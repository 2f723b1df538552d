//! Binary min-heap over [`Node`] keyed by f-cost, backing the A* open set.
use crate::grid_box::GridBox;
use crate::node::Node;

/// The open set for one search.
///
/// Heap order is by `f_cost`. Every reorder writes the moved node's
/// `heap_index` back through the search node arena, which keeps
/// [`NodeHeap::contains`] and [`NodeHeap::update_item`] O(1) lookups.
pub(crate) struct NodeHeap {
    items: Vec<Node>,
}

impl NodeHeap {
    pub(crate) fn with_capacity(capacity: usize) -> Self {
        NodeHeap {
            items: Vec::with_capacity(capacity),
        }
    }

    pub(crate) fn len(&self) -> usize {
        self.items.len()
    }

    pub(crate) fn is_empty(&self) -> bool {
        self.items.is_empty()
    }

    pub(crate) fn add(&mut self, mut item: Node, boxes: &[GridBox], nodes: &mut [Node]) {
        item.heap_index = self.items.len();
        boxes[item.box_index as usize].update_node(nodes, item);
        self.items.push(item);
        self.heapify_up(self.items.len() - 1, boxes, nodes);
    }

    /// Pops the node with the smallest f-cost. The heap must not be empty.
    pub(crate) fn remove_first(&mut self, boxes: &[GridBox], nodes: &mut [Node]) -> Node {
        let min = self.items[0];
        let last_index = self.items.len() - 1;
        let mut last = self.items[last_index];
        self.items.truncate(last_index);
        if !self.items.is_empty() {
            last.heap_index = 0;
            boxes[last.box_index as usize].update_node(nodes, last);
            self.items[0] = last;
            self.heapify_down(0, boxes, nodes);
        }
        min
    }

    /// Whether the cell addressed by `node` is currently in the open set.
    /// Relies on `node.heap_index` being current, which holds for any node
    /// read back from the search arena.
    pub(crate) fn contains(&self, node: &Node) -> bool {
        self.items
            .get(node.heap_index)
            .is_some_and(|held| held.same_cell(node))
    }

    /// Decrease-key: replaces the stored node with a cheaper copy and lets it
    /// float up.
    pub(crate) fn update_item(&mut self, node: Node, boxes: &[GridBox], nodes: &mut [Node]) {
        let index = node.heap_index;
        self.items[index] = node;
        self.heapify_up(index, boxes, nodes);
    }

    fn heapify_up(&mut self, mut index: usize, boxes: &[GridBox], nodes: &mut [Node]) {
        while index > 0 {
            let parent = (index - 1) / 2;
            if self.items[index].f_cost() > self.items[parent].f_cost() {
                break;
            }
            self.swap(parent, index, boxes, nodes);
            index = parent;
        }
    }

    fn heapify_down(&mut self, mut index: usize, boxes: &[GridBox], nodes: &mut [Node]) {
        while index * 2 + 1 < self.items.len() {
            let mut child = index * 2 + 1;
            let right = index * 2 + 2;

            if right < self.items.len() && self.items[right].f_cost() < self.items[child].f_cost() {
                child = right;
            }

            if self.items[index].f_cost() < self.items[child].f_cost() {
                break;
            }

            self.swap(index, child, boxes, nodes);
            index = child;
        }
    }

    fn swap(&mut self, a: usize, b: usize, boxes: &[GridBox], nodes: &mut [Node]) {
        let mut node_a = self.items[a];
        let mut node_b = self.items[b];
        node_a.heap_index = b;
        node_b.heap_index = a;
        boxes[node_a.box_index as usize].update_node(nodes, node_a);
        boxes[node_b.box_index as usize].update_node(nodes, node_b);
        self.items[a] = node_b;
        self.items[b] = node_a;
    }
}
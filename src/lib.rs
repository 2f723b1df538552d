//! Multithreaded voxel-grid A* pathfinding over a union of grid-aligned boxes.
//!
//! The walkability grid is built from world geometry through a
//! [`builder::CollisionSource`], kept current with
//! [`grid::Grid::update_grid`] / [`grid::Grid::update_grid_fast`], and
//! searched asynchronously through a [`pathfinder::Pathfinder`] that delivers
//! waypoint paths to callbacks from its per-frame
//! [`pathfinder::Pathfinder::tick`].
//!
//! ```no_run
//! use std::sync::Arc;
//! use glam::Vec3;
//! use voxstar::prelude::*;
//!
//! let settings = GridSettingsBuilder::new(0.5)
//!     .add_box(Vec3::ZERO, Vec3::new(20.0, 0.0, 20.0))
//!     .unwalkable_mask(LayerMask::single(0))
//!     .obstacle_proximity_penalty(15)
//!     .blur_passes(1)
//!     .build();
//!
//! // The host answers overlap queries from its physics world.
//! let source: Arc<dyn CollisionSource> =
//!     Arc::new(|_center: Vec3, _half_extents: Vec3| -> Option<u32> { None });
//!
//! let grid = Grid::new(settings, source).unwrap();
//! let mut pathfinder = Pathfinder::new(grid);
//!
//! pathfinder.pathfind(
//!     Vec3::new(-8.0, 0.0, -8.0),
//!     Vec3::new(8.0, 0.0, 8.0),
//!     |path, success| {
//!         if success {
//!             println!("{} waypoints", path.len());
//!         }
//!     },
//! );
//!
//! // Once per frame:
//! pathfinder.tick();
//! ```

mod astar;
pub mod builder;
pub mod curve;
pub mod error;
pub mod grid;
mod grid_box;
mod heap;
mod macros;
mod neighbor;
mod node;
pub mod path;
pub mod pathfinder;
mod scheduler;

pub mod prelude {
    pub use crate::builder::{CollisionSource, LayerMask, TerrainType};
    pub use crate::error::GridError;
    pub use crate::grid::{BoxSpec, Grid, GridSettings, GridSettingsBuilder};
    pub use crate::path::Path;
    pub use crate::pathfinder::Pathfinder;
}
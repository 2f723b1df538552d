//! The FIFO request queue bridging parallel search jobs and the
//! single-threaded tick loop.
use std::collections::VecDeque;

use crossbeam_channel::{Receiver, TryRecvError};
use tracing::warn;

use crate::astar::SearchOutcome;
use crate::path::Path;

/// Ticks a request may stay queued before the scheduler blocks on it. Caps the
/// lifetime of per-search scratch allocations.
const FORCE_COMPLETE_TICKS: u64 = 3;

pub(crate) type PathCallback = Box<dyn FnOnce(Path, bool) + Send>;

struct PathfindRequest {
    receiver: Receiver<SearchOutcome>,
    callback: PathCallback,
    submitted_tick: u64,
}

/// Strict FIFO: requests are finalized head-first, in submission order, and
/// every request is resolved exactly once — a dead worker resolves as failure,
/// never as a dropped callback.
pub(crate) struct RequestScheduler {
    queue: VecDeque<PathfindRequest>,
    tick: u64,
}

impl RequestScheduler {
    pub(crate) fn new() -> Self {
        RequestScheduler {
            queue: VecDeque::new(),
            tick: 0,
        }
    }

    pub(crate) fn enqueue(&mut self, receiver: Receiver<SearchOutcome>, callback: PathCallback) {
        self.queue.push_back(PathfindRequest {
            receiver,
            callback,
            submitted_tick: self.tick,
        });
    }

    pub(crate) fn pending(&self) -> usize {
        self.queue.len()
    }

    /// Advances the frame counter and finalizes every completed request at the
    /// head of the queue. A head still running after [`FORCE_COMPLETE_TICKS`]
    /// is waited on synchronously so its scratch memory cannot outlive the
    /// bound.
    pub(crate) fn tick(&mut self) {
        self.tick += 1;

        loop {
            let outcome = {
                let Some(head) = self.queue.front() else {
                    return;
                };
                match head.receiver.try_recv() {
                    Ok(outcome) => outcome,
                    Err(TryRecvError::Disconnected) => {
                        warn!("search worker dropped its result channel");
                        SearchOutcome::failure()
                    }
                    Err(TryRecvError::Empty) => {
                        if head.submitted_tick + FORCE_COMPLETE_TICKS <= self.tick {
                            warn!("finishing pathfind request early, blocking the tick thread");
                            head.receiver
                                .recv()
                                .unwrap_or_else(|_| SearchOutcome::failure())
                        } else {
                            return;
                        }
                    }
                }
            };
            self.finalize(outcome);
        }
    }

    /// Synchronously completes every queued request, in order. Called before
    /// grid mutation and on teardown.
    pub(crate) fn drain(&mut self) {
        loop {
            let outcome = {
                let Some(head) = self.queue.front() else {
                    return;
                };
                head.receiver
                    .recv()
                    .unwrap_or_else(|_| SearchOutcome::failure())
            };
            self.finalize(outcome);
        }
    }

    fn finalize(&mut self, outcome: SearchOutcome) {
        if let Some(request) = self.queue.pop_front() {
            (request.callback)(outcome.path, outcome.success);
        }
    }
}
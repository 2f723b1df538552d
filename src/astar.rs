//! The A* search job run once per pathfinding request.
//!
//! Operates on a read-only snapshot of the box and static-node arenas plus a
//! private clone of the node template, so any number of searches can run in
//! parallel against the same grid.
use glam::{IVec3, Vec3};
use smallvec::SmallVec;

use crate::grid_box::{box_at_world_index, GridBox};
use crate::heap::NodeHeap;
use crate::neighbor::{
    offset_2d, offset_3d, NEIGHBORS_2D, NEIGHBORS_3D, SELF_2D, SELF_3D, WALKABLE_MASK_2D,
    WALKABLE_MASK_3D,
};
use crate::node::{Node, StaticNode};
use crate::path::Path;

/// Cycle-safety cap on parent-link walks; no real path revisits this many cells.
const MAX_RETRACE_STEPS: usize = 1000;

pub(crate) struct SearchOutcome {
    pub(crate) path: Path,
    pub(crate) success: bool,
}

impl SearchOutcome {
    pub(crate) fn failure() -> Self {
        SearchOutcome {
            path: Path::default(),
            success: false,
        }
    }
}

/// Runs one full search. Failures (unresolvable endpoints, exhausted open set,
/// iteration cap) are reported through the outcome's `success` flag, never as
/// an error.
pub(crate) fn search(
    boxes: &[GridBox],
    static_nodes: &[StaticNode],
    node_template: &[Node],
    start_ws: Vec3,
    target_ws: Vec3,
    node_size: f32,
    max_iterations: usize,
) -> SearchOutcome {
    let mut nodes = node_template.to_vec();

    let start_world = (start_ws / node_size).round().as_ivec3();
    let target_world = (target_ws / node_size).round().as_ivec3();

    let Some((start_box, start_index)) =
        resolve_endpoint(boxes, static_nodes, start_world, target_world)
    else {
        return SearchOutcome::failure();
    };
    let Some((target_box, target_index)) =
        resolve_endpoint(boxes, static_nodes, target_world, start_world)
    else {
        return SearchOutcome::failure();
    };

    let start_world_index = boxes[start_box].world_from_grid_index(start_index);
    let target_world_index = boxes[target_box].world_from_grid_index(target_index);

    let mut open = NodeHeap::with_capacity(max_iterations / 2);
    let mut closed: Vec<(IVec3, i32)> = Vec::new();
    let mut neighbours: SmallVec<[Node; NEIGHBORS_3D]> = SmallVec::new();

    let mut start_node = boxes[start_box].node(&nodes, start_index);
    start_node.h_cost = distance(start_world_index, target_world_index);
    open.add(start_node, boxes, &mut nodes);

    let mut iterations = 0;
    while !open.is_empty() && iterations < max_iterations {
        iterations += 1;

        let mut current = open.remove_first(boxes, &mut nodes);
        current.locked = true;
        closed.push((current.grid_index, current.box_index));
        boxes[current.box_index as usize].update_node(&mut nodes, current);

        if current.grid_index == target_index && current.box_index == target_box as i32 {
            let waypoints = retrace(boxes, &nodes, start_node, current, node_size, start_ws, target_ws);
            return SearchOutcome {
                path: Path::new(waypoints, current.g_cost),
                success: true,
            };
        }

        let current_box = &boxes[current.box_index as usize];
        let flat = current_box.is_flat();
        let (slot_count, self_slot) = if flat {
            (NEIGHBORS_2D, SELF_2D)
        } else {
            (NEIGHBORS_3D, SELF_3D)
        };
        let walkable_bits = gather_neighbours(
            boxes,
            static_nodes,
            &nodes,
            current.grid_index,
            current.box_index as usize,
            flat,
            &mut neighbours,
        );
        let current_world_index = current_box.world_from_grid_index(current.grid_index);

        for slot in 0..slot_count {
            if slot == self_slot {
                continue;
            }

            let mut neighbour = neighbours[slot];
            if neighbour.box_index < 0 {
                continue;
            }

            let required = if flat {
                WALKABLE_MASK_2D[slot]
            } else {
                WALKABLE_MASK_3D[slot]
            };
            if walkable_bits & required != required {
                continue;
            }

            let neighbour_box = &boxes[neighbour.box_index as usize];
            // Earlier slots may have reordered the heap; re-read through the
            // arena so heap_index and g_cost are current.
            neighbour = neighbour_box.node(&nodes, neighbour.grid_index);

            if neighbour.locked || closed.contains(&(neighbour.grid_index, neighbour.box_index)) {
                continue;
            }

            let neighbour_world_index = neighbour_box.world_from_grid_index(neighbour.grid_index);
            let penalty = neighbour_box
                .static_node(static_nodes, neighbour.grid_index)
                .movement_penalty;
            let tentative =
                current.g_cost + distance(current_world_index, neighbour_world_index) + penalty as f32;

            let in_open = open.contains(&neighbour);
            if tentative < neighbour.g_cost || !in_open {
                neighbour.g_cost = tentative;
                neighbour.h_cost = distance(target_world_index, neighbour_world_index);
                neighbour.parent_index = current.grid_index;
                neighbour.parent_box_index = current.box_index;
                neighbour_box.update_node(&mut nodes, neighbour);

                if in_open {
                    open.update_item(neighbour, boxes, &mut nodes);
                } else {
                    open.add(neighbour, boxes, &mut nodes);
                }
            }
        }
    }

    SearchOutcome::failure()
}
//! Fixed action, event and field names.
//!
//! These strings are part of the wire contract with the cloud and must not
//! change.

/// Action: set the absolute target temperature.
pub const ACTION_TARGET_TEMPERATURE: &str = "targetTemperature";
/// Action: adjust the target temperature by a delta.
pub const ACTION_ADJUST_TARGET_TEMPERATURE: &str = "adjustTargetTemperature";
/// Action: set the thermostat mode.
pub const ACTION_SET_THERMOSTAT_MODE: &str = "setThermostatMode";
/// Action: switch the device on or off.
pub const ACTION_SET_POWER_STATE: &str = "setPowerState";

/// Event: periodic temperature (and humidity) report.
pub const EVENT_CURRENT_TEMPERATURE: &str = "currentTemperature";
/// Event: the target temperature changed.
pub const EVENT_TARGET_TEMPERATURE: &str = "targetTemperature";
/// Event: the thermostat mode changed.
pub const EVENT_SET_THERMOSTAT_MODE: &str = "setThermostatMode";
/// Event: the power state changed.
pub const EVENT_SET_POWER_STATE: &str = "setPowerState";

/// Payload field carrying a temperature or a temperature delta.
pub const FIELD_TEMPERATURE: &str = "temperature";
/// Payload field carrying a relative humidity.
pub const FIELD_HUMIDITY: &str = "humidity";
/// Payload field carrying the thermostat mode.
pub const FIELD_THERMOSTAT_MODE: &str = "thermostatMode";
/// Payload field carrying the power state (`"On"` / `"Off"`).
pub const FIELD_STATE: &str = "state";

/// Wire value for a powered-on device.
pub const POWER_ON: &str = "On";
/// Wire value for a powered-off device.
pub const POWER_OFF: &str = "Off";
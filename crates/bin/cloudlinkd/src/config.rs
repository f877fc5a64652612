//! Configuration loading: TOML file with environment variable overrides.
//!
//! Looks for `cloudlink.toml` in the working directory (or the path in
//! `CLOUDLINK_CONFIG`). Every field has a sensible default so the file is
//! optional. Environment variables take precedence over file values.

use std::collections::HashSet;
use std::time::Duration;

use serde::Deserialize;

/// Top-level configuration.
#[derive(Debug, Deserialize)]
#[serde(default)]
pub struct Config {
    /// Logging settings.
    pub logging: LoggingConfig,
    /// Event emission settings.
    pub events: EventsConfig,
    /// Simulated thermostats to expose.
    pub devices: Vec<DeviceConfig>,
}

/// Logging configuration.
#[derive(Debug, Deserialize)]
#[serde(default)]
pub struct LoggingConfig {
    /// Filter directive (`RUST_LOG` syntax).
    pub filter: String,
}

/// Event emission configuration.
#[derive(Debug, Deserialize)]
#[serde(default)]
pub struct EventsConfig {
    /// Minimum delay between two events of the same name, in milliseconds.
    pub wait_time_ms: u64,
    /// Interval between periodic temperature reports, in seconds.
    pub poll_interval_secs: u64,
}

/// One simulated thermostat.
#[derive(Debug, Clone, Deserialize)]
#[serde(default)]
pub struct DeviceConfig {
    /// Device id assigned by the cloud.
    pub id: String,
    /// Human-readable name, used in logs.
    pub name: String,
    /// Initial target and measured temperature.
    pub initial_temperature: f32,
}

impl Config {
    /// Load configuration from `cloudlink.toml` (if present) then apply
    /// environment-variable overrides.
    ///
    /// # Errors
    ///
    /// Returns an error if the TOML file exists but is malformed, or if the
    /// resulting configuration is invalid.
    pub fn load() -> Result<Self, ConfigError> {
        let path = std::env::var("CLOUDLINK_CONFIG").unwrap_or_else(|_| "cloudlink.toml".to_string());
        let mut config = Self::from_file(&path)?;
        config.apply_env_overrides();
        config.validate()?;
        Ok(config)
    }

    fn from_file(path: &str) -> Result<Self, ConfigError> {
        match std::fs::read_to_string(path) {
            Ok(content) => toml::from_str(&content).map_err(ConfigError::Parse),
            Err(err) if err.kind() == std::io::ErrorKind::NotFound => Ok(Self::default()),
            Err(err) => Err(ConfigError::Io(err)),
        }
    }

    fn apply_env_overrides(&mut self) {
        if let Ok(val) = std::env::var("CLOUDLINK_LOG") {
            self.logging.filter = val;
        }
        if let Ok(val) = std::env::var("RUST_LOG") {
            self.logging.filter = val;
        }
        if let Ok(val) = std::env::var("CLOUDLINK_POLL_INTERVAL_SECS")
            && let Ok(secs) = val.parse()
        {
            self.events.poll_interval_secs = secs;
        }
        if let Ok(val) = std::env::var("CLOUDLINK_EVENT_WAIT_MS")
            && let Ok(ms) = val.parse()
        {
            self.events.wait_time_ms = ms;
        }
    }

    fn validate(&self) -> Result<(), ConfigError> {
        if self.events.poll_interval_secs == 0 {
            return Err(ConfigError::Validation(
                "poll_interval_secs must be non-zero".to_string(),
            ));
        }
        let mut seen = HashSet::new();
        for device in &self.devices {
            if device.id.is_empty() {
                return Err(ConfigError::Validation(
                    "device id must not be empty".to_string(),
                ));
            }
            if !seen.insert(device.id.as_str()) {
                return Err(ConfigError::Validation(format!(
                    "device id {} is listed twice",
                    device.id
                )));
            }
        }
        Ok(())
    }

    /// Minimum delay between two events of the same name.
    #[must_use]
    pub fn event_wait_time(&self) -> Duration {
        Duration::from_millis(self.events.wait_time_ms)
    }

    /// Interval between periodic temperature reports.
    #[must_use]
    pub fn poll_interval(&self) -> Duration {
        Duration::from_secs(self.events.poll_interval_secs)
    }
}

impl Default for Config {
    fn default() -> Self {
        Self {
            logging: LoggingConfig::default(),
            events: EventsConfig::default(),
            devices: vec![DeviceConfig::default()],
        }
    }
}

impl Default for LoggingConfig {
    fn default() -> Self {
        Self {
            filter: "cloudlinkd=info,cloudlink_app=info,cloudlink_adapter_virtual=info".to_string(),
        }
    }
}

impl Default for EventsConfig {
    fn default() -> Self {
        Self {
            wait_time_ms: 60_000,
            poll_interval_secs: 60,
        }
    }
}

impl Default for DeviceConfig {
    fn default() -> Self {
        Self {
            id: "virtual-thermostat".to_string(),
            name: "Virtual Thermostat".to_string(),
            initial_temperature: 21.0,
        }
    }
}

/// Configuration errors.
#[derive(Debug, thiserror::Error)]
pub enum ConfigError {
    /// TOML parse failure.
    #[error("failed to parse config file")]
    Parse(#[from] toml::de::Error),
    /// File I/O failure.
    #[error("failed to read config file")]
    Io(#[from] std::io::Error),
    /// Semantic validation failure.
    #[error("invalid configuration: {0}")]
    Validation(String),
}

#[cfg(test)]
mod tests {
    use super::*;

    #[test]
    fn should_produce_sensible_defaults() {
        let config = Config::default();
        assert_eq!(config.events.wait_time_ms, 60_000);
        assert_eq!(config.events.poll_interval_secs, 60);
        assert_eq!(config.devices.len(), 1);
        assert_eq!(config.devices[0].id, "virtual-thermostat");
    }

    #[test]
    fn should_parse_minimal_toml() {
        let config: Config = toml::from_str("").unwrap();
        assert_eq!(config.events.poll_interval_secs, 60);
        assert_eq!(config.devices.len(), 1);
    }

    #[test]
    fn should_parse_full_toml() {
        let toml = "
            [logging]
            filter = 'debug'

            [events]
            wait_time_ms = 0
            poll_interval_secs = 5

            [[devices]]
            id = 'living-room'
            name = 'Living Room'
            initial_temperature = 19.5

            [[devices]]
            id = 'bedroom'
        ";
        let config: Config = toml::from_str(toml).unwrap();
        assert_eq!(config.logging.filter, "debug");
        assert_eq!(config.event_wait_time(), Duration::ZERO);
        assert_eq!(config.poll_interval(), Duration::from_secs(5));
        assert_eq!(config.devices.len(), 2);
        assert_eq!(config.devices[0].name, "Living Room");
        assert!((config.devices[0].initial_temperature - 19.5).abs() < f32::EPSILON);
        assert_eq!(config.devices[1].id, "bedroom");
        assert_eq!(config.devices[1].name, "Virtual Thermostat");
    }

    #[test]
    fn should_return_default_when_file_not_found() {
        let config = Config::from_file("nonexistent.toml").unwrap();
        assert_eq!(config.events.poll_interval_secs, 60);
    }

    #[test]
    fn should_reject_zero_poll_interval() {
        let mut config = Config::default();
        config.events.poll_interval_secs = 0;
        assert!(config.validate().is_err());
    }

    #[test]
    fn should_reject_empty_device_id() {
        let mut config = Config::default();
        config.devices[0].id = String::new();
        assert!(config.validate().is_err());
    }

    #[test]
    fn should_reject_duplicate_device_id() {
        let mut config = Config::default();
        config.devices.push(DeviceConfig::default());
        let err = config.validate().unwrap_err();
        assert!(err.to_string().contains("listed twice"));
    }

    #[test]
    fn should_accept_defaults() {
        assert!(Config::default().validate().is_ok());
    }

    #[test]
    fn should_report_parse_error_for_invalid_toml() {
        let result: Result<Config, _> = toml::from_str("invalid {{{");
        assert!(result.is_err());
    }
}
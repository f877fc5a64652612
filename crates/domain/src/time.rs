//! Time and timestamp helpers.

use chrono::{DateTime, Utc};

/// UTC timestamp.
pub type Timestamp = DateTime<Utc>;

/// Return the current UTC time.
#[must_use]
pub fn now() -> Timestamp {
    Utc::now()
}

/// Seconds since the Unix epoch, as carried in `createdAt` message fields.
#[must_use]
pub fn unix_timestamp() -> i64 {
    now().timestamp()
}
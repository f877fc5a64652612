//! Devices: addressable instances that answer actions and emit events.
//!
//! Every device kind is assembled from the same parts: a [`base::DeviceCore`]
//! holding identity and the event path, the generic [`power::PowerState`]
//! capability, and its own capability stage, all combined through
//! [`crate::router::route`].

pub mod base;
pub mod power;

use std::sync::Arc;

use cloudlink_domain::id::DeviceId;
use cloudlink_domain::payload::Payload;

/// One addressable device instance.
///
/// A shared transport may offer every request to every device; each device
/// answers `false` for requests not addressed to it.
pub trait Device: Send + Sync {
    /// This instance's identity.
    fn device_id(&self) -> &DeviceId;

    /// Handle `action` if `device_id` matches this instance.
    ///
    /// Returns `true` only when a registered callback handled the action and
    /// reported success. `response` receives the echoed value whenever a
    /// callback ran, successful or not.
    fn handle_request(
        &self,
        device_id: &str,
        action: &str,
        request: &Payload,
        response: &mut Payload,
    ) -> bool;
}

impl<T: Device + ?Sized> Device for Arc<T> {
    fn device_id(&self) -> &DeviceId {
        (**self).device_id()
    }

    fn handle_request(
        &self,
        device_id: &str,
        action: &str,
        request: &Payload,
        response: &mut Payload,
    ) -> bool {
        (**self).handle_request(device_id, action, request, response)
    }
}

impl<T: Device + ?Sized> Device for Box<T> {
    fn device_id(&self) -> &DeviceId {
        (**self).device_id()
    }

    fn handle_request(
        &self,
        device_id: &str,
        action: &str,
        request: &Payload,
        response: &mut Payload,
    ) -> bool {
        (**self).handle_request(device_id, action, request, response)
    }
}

----------------------------------------

**Work instructions:** Please show every line of the material that contains the string "reported".

**Result for this exercise:**
/// iteration cap) are reported through the outcome's `success` flag, never as
    /// reported success. `response` receives the echoed value whenever a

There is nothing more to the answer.